INSTRUCTIONS TO FOLLOW = For the entries below, count the lines containing "String" and give only that number.

(Source records)

● ● ● ● ● ● ●

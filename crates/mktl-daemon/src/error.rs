use thiserror::Error;

#[derive(Debug, Error)]
pub enum Error {
    #[error("this daemon is not authoritative for '{0}'")]
    UnknownKey(String),

    #[error("duplicate item not allowed: '{0}'")]
    DuplicateItem(String),

    #[error("request for '{target}' does not belong to store '{store}'")]
    WrongStore { target: String, store: String },

    #[error("invalid {0} request, target not set")]
    MissingTarget(&'static str),

    #[error("unhandled request type: {0}")]
    UnhandledType(String),

    #[error(transparent)]
    Config(#[from] mktl_config::Error),

    #[error(transparent)]
    Transport(#[from] mktl_net::TransportError),

    #[error(transparent)]
    Item(#[from] mktl_item::Error),

    #[error(transparent)]
    Persist(#[from] mktl_persist::Error),

    #[error(transparent)]
    Discovery(#[from] mktl_discovery::DiscoveryError),

    #[error(transparent)]
    Json(#[from] serde_json::Error),

    #[error("failed to determine local hostname: {0}")]
    Hostname(std::io::Error),
}

impl Error {
    /// A short exception-style label for the wire `PayloadError.type` field,
    /// loosely mirroring the Python exception class names a remote peer
    /// would have seen from the historical daemon.
    pub fn kind(&self) -> &'static str {
        match self {
            Error::UnknownKey(_) => "KeyError",
            Error::DuplicateItem(_) => "RuntimeError",
            Error::WrongStore { .. } => "ValueError",
            Error::MissingTarget(_) => "KeyError",
            Error::UnhandledType(_) => "ValueError",
            Error::Config(_) => "RuntimeError",
            Error::Transport(_) => "RuntimeError",
            Error::Item(_) => "RuntimeError",
            Error::Persist(_) => "RuntimeError",
            Error::Discovery(_) => "RuntimeError",
            Error::Json(_) => "ValueError",
            Error::Hostname(_) => "RuntimeError",
        }
    }
}

pub type Result<T> = std::result::Result<T, Error>;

● ● ● ● ● ● ●

OUTPUT FOR THIS EXERCISE = 4